--- Available data Enclosed Below ---
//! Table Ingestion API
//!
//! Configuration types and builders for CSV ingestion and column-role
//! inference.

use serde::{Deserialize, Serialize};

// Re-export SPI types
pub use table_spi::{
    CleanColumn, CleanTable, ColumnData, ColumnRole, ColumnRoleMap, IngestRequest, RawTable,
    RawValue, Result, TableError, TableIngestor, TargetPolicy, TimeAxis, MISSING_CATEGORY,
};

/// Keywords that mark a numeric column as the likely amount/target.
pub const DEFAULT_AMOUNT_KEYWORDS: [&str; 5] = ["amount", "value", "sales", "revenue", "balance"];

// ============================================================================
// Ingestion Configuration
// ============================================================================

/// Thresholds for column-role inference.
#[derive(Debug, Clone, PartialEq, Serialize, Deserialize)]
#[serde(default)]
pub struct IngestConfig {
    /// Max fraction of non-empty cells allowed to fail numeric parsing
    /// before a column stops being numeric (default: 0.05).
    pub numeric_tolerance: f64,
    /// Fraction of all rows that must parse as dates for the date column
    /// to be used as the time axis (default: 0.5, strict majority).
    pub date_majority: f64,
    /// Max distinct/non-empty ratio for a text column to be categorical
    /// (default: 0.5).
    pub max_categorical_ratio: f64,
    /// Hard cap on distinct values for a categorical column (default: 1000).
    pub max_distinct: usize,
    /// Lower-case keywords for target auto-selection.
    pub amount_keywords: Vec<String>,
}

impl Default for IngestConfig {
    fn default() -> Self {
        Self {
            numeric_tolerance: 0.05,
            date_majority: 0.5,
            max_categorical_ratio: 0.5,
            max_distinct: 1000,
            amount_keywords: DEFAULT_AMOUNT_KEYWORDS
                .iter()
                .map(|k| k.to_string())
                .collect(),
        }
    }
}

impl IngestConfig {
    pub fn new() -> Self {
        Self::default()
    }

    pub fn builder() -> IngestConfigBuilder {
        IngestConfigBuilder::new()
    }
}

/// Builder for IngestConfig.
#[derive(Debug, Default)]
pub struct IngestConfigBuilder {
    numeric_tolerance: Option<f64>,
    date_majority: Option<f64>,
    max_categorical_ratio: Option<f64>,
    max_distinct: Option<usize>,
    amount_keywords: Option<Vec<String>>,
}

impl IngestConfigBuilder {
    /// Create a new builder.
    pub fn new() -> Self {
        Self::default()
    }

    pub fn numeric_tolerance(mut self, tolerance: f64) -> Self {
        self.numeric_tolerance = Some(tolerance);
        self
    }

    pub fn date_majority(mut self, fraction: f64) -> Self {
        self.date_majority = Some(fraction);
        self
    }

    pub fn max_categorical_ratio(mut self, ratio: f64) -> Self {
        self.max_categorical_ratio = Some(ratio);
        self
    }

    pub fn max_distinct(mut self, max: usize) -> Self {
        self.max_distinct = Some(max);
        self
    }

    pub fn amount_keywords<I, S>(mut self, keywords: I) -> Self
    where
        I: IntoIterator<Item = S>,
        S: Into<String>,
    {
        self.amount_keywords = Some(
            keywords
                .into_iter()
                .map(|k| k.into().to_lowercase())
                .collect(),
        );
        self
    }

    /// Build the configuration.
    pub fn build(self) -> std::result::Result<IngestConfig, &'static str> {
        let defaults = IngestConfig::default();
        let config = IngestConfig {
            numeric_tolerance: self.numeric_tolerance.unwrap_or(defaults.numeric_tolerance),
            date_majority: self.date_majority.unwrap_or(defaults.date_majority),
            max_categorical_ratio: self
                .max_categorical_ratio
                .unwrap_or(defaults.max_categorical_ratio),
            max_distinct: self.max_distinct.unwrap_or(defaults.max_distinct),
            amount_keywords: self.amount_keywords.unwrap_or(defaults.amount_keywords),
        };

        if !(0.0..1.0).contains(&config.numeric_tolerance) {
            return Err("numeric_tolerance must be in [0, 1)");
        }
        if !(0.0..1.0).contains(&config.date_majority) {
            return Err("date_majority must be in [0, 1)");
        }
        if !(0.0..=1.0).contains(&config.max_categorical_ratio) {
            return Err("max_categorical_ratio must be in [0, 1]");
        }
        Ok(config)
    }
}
--- End of Enclosed Available data ---
» Aim of the task
Please go through the entries and show every line with the word "return".

» Answer area
            return Err("numeric_tolerance must be in [0, 1)");
            return Err("date_majority must be in [0, 1)");
            return Err("max_categorical_ratio must be in [0, 1]");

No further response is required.